---------- EXCERPTED DATA ----------

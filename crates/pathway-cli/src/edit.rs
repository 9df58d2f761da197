//! Edit command implementation for Pathway CLI.
//!
//! Replays a script of editor gestures against one process, then validates
//! and saves the catalogue.
//!
//! Script lines, one gesture each (blank lines and `#` comments are skipped):
//!
//! ```text
//! select X Y        select the module or route under the point
//! drag DX DY        move the selected module
//! project X Y       drag a new route out of the selected module
//! release [default] commit the projected route
//! cancel            abandon the projected route
//! delete            delete the selected module or route
//! toggle-default    flip the selected route's default flag
//! add NAME X Y      place a module, creating it in the catalogue if needed
//! auto-layout       lay the whole process out again
//! ```

use std::fs;
use std::str::FromStr;

use anyhow::Context;
use pathway_core::{Catalogue, GraphEditor, PathwayConfig};

use crate::colors;
use crate::loader::{self, LoadedCatalogue};

/// One editor gesture.
#[derive(Debug, Clone, PartialEq, Eq)]
pub enum Gesture {
    Select { x: i32, y: i32 },
    Drag { dx: i32, dy: i32 },
    Project { x: i32, y: i32 },
    Release { default: bool },
    Cancel,
    Delete,
    ToggleDefault,
    Add { name: String, x: i32, y: i32 },
    AutoLayout,
}

impl FromStr for Gesture {
    type Err = String;

    fn from_str(line: &str) -> Result<Self, Self::Err> {
        let mut words = line.split_whitespace();
        let verb = words.next().ok_or("empty gesture")?;
        let args: Vec<&str> = words.collect();

        let gesture = match (verb, args.as_slice()) {
            ("select", [x, y]) => Gesture::Select {
                x: coordinate(x)?,
                y: coordinate(y)?,
            },
            ("drag", [dx, dy]) => Gesture::Drag {
                dx: coordinate(dx)?,
                dy: coordinate(dy)?,
            },
            ("project", [x, y]) => Gesture::Project {
                x: coordinate(x)?,
                y: coordinate(y)?,
            },
            ("release", []) => Gesture::Release { default: false },
            ("release", ["default"]) => Gesture::Release { default: true },
            ("cancel", []) => Gesture::Cancel,
            ("delete", []) => Gesture::Delete,
            ("toggle-default", []) => Gesture::ToggleDefault,
            // Module names may contain spaces; the last two words are the point
            ("add", [name @ .., x, y]) if !name.is_empty() => Gesture::Add {
                name: name.join(" "),
                x: coordinate(x)?,
                y: coordinate(y)?,
            },
            ("auto-layout", []) => Gesture::AutoLayout,
            (
                "select" | "drag" | "project" | "release" | "cancel" | "delete"
                | "toggle-default" | "add" | "auto-layout",
                _,
            ) => return Err(format!("wrong arguments for '{}'", verb)),
            _ => return Err(format!("unknown gesture '{}'", verb)),
        };
        Ok(gesture)
    }
}

fn coordinate(word: &str) -> Result<i32, String> {
    word.parse()
        .map_err(|_| format!("'{}' is not a whole number", word))
}

/// Parse a gesture script into gestures tagged with their line numbers.
pub fn parse_script(text: &str) -> anyhow::Result<Vec<(usize, Gesture)>> {
    let mut gestures = Vec::new();
    for (index, line) in text.lines().enumerate() {
        let line = line.trim();
        if line.is_empty() || line.starts_with('#') {
            continue;
        }
        let gesture = line
            .parse::<Gesture>()
            .map_err(|e| anyhow::anyhow!("line {}: {}", index + 1, e))?;
        gestures.push((index + 1, gesture));
    }
    Ok(gestures)
}

/// Execute the edit command.
pub fn execute(
    catalogue_path: &str,
    process_name: &str,
    script_path: &str,
    output: Option<&str>,
    config: &PathwayConfig,
) -> anyhow::Result<()> {
    let script = fs::read_to_string(script_path)
        .with_context(|| format!("Failed to read script {}", script_path))?;
    let gestures = parse_script(&script).with_context(|| format!("Invalid script {}", script_path))?;

    let mut loaded = LoadedCatalogue::open(catalogue_path, config)?;
    colors::print_header("Pathway Edit", &loaded.display_name());
    loaded.report_cyclic();

    let id = loaded.process_id(process_name)?;
    if loaded.is_cyclic(id) {
        anyhow::bail!(
            "Process '{}' has cyclic routes; fix the catalogue file before editing it",
            process_name
        );
    }

    // The session edits a copy of the routes so that placed modules can join the catalogue
    let mut layout = loaded.layouts.remove(id).unwrap_or_default();
    let mut pairs = loaded
        .catalogue
        .process(id)
        .map(|process| process.pairs.clone())
        .unwrap_or_default();

    let mut rejected = 0;
    {
        let mut editor = GraphEditor::new(&mut pairs, &mut layout, config.editor);
        for (line, gesture) in &gestures {
            let applied = apply(&mut editor, gesture, &mut loaded.catalogue, config)?;
            tracing::debug!("line {}: {:?} -> {:?}", line, gesture, editor.state());
            if !applied {
                rejected += 1;
                println!(
                    "  {}line {}: {:?} had no effect{}",
                    colors::DIM,
                    line,
                    gesture,
                    colors::RESET
                );
            }
        }
    }

    let process = loaded
        .catalogue
        .process_mut(id)
        .with_context(|| format!("No process named '{}'", process_name))?;
    process.pairs = pairs;
    let route_count = process.pairs.len();
    loaded.layouts.insert(id, layout);

    println!(
        "  Applied {} of {} gestures; {} now has {} routes",
        gestures.len() - rejected,
        gestures.len(),
        process_name,
        route_count
    );

    let report = loaded.problems();
    if report.has_problems() {
        println!(
            "{}warning:{} saving with unresolved problems",
            colors::YELLOW,
            colors::RESET
        );
    }
    loader::print_report(&report);

    loaded.save(output)?;
    Ok(())
}

/// Apply one gesture. Returns whether it changed anything.
///
/// A module named by `add` joins the catalogue only once it has been placed.
fn apply(
    editor: &mut GraphEditor<'_>,
    gesture: &Gesture,
    catalogue: &mut Catalogue,
    config: &PathwayConfig,
) -> anyhow::Result<bool> {
    let applied = match gesture {
        Gesture::Select { x, y } => {
            if let Some(module) = editor.module_at(*x, *y) {
                editor.select(Some(module));
            } else {
                let edge = editor.edge_at(*x, *y);
                editor.select_edge(edge);
            }
            true
        }
        Gesture::Drag { dx, dy } => editor.move_selected(*dx, *dy),
        Gesture::Project { x, y } => editor.project_path(*x, *y),
        Gesture::Release { default } => editor.release_projected_path(*default),
        Gesture::Cancel => editor.cancel_projected_path(),
        Gesture::Delete => editor.delete_selected(),
        Gesture::ToggleDefault => editor.toggle_selected_edge_default(),
        Gesture::Add { name, x, y } => match catalogue.find_module(name) {
            Some(module) => editor.add_module(module, *x, *y),
            None => {
                let placed = editor.add_module(catalogue.next_module(), *x, *y);
                if placed {
                    catalogue.add_module(name.clone());
                }
                placed
            }
        },
        Gesture::AutoLayout => {
            editor.auto_layout(&config.layout)?;
            true
        }
    };
    Ok(applied)
}

#[cfg(test)]
mod tests {
    use super::*;
    use pathway_core::{Module, ModuleLayout, ModulePair, Position};

    #[test]
    fn test_parse_gestures() {
        let script = "\
# build a route
select 0 0
project 80 80
release default

add Library prep 40 80
drag -10 5
toggle-default
auto-layout
";
        let gestures = parse_script(script).unwrap();
        assert_eq!(gestures.len(), 7);
        assert_eq!(gestures[0], (2, Gesture::Select { x: 0, y: 0 }));
        assert_eq!(gestures[2], (4, Gesture::Release { default: true }));
        assert_eq!(
            gestures[3].1,
            Gesture::Add {
                name: "Library prep".to_string(),
                x: 40,
                y: 80
            }
        );
        assert_eq!(gestures[4].1, Gesture::Drag { dx: -10, dy: 5 });
        assert_eq!(gestures[6].1, Gesture::AutoLayout);
    }

    #[test]
    fn test_parse_error_names_line() {
        let err = parse_script("select 0 0\ndrag left 4\n").unwrap_err();
        assert_eq!(err.to_string(), "line 2: 'left' is not a whole number");

        let err = parse_script("fly 1 2").unwrap_err();
        assert_eq!(err.to_string(), "line 1: unknown gesture 'fly'");

        let err = parse_script("release now").unwrap_err();
        assert_eq!(err.to_string(), "line 1: wrong arguments for 'release'");
    }

    fn sentinels(gap: i32) -> ModuleLayout {
        [
            (Module::Start, Position::new(0, 0)),
            (Module::End, Position::new(0, gap)),
        ]
        .into_iter()
        .collect()
    }

    fn add(name: &str) -> Gesture {
        Gesture::Add {
            name: name.to_string(),
            x: 0,
            y: 40,
        }
    }

    #[test]
    fn test_refused_add_leaves_catalogue_alone() {
        let config = PathwayConfig::default();
        let mut catalogue = Catalogue::new();
        let mut pairs = vec![ModulePair::new(Module::Start, Module::End, true)];
        let mut layout = sentinels(1);
        let mut editor = GraphEditor::new(&mut pairs, &mut layout, config.editor);

        assert!(!apply(&mut editor, &add("B"), &mut catalogue, &config).unwrap());
        assert!(catalogue.modules().is_empty());
        assert_eq!(editor.layout().len(), 2);
    }

    #[test]
    fn test_placed_add_joins_catalogue() {
        let config = PathwayConfig::default();
        let mut catalogue = Catalogue::new();
        let existing = catalogue.add_module("A");
        let mut pairs = Vec::new();
        let mut layout = sentinels(80);
        let mut editor = GraphEditor::new(&mut pairs, &mut layout, config.editor);

        assert!(apply(&mut editor, &add("B"), &mut catalogue, &config).unwrap());
        let b = catalogue.find_module("B").unwrap();
        assert_eq!(editor.position(b), Some(Position::new(0, 40)));

        // Known names reuse their module
        assert!(apply(&mut editor, &add("A"), &mut catalogue, &config).unwrap());
        assert!(editor.position(existing).is_some());
        assert_eq!(catalogue.modules().len(), 2);
    }

    #[test]
    fn test_add_needs_a_name() {
        assert!("add 1 2".parse::<Gesture>().is_err());
    }
}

----------

AIM OF THE EXERCISE:
Those lines above that contain the string "true" should be returned.

EXERCISE OUTPUT:
            ("release", ["default"]) => Gesture::Release { default: true },
            true
            true
        assert_eq!(gestures[2], (4, Gesture::Release { default: true }));
        let mut pairs = vec![ModulePair::new(Module::Start, Module::End, true)];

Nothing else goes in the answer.